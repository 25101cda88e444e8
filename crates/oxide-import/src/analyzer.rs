//! Request-level analysis service.
//!
//! [`ImportAnalyzer`] runs the whole pipeline for one request: pattern
//! analysis, plan building, safety checks and the final decision. It holds
//! no per-request state and can be shared between threads.
//!
//! # Example
//!
//! ```
//! use oxide_import::analyzer::{AnalysisRequest, ImportAnalyzer};
//! use oxide_import::decision::AnalysisStatus;
//! use oxide_import::schema::SchemaSnapshot;
//! use serde_json::json;
//!
//! let record = json!({"name": "Acme", "email": "a@acme.com"});
//! let request = AnalysisRequest::new("vendors", vec![record.as_object().unwrap().clone()]);
//!
//! let response = ImportAnalyzer::default()
//!     .analyze(&request, &SchemaSnapshot::new())
//!     .unwrap();
//! assert_eq!(response.result.status, AnalysisStatus::Success);
//! assert_eq!(response.summary.migration_operation_count, 1);
//! ```

use std::collections::BTreeSet;
use std::path::{Path, PathBuf};
use std::sync::{Mutex, PoisonError};

use chrono::{DateTime, Utc};
use serde::{Deserialize, Serialize};
use tracing::{debug, info};

use crate::config::PlannerOptions;
use crate::decision::{AnalysisStatus, DecisionEngine, UserPreferences};
use crate::dialect::{MigrationDialect, PostgresDialect};
use crate::error::{ImportError, Result};
use crate::pattern::{ImportPattern, ImportRecord, PatternAnalyzer};
use crate::plan::{MigrationPlan, PlanBuilder};
use crate::safety::{SafetyChecker, SafetyFinding};
use crate::schema::SchemaSnapshot;

/// Provides the current schema snapshot.
pub trait SchemaSource: Send + Sync {
    /// Returns the snapshot to analyse against.
    fn get_schema_snapshot(&self) -> Result<SchemaSnapshot>;
}

impl SchemaSource for SchemaSnapshot {
    fn get_schema_snapshot(&self) -> Result<SchemaSnapshot> {
        Ok(self.clone())
    }
}

/// Reads the snapshot from a JSON file on every call.
#[derive(Debug, Clone)]
pub struct JsonFileSchemaSource {
    path: PathBuf,
}

impl JsonFileSchemaSource {
    /// Creates a source reading from `path`.
    pub fn new(path: impl Into<PathBuf>) -> Self {
        Self { path: path.into() }
    }

    /// Returns the file path.
    #[must_use]
    pub fn path(&self) -> &Path {
        &self.path
    }
}

impl SchemaSource for JsonFileSchemaSource {
    fn get_schema_snapshot(&self) -> Result<SchemaSnapshot> {
        SchemaSnapshot::from_json_file(&self.path).map_err(|e| {
            ImportError::SchemaUnavailable(format!("{}: {}", self.path.display(), e))
        })
    }
}

/// One analysis request.
#[derive(Debug, Clone, PartialEq, Serialize, Deserialize)]
#[serde(rename_all = "camelCase")]
pub struct AnalysisRequest {
    /// Records to import. Only the first record's shape is analysed.
    pub records: Vec<ImportRecord>,
    /// Name of the import source (file name, feed name).
    pub source_name: String,
    /// Caller preferences.
    #[serde(default)]
    pub user_preferences: UserPreferences,
}

impl AnalysisRequest {
    /// Creates a request with default preferences.
    pub fn new(source_name: impl Into<String>, records: Vec<ImportRecord>) -> Self {
        Self {
            records,
            source_name: source_name.into(),
            user_preferences: UserPreferences::default(),
        }
    }

    /// Sets the caller preferences.
    #[must_use]
    pub fn with_preferences(mut self, preferences: UserPreferences) -> Self {
        self.user_preferences = preferences;
        self
    }
}

/// Full outcome of an analysis.
#[derive(Debug, Clone, PartialEq, Serialize, Deserialize)]
#[serde(rename_all = "camelCase")]
pub struct AnalysisResult {
    /// Candidate patterns, best first.
    pub patterns: Vec<ImportPattern>,
    /// Generated migration plan.
    pub plan: MigrationPlan,
    /// Safety findings, one per dimension.
    pub findings: Vec<SafetyFinding>,
    /// Human-readable recommendations.
    pub recommendations: Vec<String>,
    /// Gating status.
    pub status: AnalysisStatus,
    /// Ordered next steps.
    pub next_steps: Vec<String>,
    /// Whether the plan may be applied without review.
    pub auto_apply_eligible: bool,
}

/// Counts describing an analysis.
#[derive(Debug, Clone, Copy, PartialEq, Eq, Serialize, Deserialize)]
#[serde(rename_all = "camelCase")]
pub struct AnalysisSummary {
    /// Records in the request.
    pub total_records: usize,
    /// Patterns returned.
    pub patterns_found: usize,
    /// Patterns scoring above the high-confidence mark.
    pub high_confidence_pattern_count: usize,
    /// Operations in the plan.
    pub migration_operation_count: usize,
    /// Safety checks that passed.
    pub safety_checks_passed: usize,
    /// Safety checks run.
    pub safety_checks_total: usize,
}

/// Analysis result plus its summary.
#[derive(Debug, Clone, PartialEq, Serialize, Deserialize)]
#[serde(rename_all = "camelCase")]
pub struct AnalysisResponse {
    /// The result.
    #[serde(flatten)]
    pub result: AnalysisResult,
    /// The summary block.
    pub summary: AnalysisSummary,
}

/// Audit record handed to a [`SessionRecorder`].
#[derive(Debug, Clone, PartialEq, Serialize, Deserialize)]
#[serde(rename_all = "camelCase")]
pub struct ImportSession {
    /// Name of the import source.
    pub source_name: String,
    /// Records in the request.
    pub total_records: usize,
    /// When the analysis finished.
    pub analyzed_at: DateTime<Utc>,
    /// What was returned to the caller.
    pub response: AnalysisResponse,
}

/// Persists import sessions for audit and history.
pub trait SessionRecorder: Send + Sync {
    /// Stores one session.
    fn record(&self, session: ImportSession) -> Result<()>;
}

/// In-memory session log.
#[derive(Debug, Default)]
pub struct MemorySessionLog {
    sessions: Mutex<Vec<ImportSession>>,
}

impl MemorySessionLog {
    /// Creates an empty log.
    #[must_use]
    pub fn new() -> Self {
        Self::default()
    }

    /// Returns a copy of the recorded sessions, oldest first.
    #[must_use]
    pub fn sessions(&self) -> Vec<ImportSession> {
        self.sessions
            .lock()
            .unwrap_or_else(PoisonError::into_inner)
            .clone()
    }

    /// Returns the number of recorded sessions.
    #[must_use]
    pub fn len(&self) -> usize {
        self.sessions
            .lock()
            .unwrap_or_else(PoisonError::into_inner)
            .len()
    }

    /// Returns true if nothing was recorded.
    #[must_use]
    pub fn is_empty(&self) -> bool {
        self.len() == 0
    }
}

impl SessionRecorder for MemorySessionLog {
    fn record(&self, session: ImportSession) -> Result<()> {
        self.sessions
            .lock()
            .unwrap_or_else(PoisonError::into_inner)
            .push(session);
        Ok(())
    }
}

/// Runs import analyses.
#[derive(Debug, Clone)]
pub struct ImportAnalyzer<D: MigrationDialect = PostgresDialect> {
    options: PlannerOptions,
    patterns: PatternAnalyzer,
    planner: PlanBuilder<D>,
    safety: SafetyChecker,
    decision: DecisionEngine,
}

impl Default for ImportAnalyzer<PostgresDialect> {
    fn default() -> Self {
        Self::new(PlannerOptions::default())
    }
}

impl ImportAnalyzer<PostgresDialect> {
    /// Creates an analyzer generating PostgreSQL plans.
    #[must_use]
    pub fn new(options: PlannerOptions) -> Self {
        Self::with_dialect(PostgresDialect::new(), options)
    }
}

impl<D: MigrationDialect> ImportAnalyzer<D> {
    /// Creates an analyzer for the given dialect.
    pub fn with_dialect(dialect: D, options: PlannerOptions) -> Self {
        Self {
            patterns: PatternAnalyzer::new(&options),
            planner: PlanBuilder::new(dialect, options.clone()),
            safety: SafetyChecker::new(&options),
            decision: DecisionEngine::new(&options),
            options,
        }
    }

    /// Returns the options in use.
    #[must_use]
    pub fn options(&self) -> &PlannerOptions {
        &self.options
    }

    /// Analyses one request against the snapshot from `source`.
    ///
    /// Fails only for an empty batch, an unavailable snapshot or an
    /// unorderable plan. Uncertain matches are reported in the result.
    pub fn analyze(
        &self,
        request: &AnalysisRequest,
        source: &dyn SchemaSource,
    ) -> Result<AnalysisResponse> {
        let sample = request.records.first().ok_or(ImportError::EmptyBatch)?;
        info!(
            source = %request.source_name,
            records = request.records.len(),
            "Analysing import batch"
        );

        let snapshot = source.get_schema_snapshot().map_err(|e| match e {
            ImportError::SchemaUnavailable(_) => e,
            other => ImportError::SchemaUnavailable(other.to_string()),
        })?;
        debug!(tables = snapshot.tables.len(), "Loaded schema snapshot");

        let patterns = self
            .patterns
            .analyze(sample, &request.source_name, &snapshot);
        let plan = self.planner.build(&request.source_name, &patterns)?;
        let findings = self.safety.check(&plan, &snapshot);
        let preferences = &request.user_preferences;
        let decision = self
            .decision
            .decide(&patterns, &plan, &findings, preferences);
        let recommendations =
            self.recommendations(&patterns, &plan, &findings, &snapshot, preferences);

        let summary = AnalysisSummary {
            total_records: request.records.len(),
            patterns_found: patterns.len(),
            high_confidence_pattern_count: patterns
                .iter()
                .filter(|p| p.confidence_score > self.options.high_confidence)
                .count(),
            migration_operation_count: plan.operations.len(),
            safety_checks_passed: findings.iter().filter(|f| f.passed).count(),
            safety_checks_total: findings.len(),
        };

        info!(
            source = %request.source_name,
            status = ?decision.status,
            patterns = summary.patterns_found,
            operations = summary.migration_operation_count,
            "Import analysis complete"
        );

        Ok(AnalysisResponse {
            result: AnalysisResult {
                auto_apply_eligible: preferences.auto_apply_safe_migrations
                    && decision.status == AnalysisStatus::Success,
                patterns,
                plan,
                findings,
                recommendations,
                status: decision.status,
                next_steps: decision.next_steps,
            },
            summary,
        })
    }

    /// Analyses a request and hands the outcome to `recorder`.
    pub fn analyze_and_record(
        &self,
        request: &AnalysisRequest,
        source: &dyn SchemaSource,
        recorder: &dyn SessionRecorder,
    ) -> Result<AnalysisResponse> {
        let response = self.analyze(request, source)?;
        recorder.record(ImportSession {
            source_name: request.source_name.clone(),
            total_records: request.records.len(),
            analyzed_at: Utc::now(),
            response: response.clone(),
        })?;
        Ok(response)
    }

    fn recommendations(
        &self,
        patterns: &[ImportPattern],
        plan: &MigrationPlan,
        findings: &[SafetyFinding],
        snapshot: &SchemaSnapshot,
        preferences: &UserPreferences,
    ) -> Vec<String> {
        let mut out = Vec::new();
        let mut push = |line: String| {
            if !out.contains(&line) {
                out.push(line);
            }
        };

        for pattern in patterns {
            for enhancement in &pattern.suggested_enhancements {
                push(enhancement.clone());
            }
        }

        for finding in findings.iter().filter(|f| !f.passed) {
            if let Some(warning) = &finding.warning {
                push(format!("Safety: {}", warning));
            }
        }

        if plan.backup_required {
            push("Back up the database before executing the migration".to_string());
        }

        for pattern in patterns.iter().filter(|p| !p.is_new_table) {
            push(format!(
                "Records resemble existing table '{}' (confidence {:.2}); review the field mapping manually",
                pattern.target_table_name, pattern.confidence_score
            ));
        }

        let created: BTreeSet<&str> = patterns
            .iter()
            .filter(|p| p.is_certain_new_table())
            .map(|p| p.target_table_name.as_str())
            .collect();
        for target in patterns
            .iter()
            .flat_map(|p| &p.field_mappings)
            .filter_map(|m| m.foreign_key_target.as_ref())
        {
            if !snapshot.contains_table(&target.table) && !created.contains(target.table.as_str())
            {
                push(format!(
                    "Referenced table '{}' doesn't exist; create it before executing the migration",
                    target.table
                ));
            }
        }

        if preferences.enforce_naming_conventions {
            for mapping in patterns
                .iter()
                .flat_map(|p| &p.field_mappings)
                .filter(|m| m.is_new_column && m.suggested_column != m.import_field)
            {
                push(format!(
                    "Rename field '{}' to '{}' to follow naming conventions",
                    mapping.import_field, mapping.suggested_column
                ));
            }
        }

        if preferences.generate_typed_bindings {
            for table in &created {
                push(format!("Regenerate typed bindings to include table '{}'", table));
            }
        }

        out
    }
}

--- --- ---

■ THE PROBLEM: Please give the number of lines in the listing above that contain the string "PostgresDialect", without anything else.

■ ANSWER SPACE: 5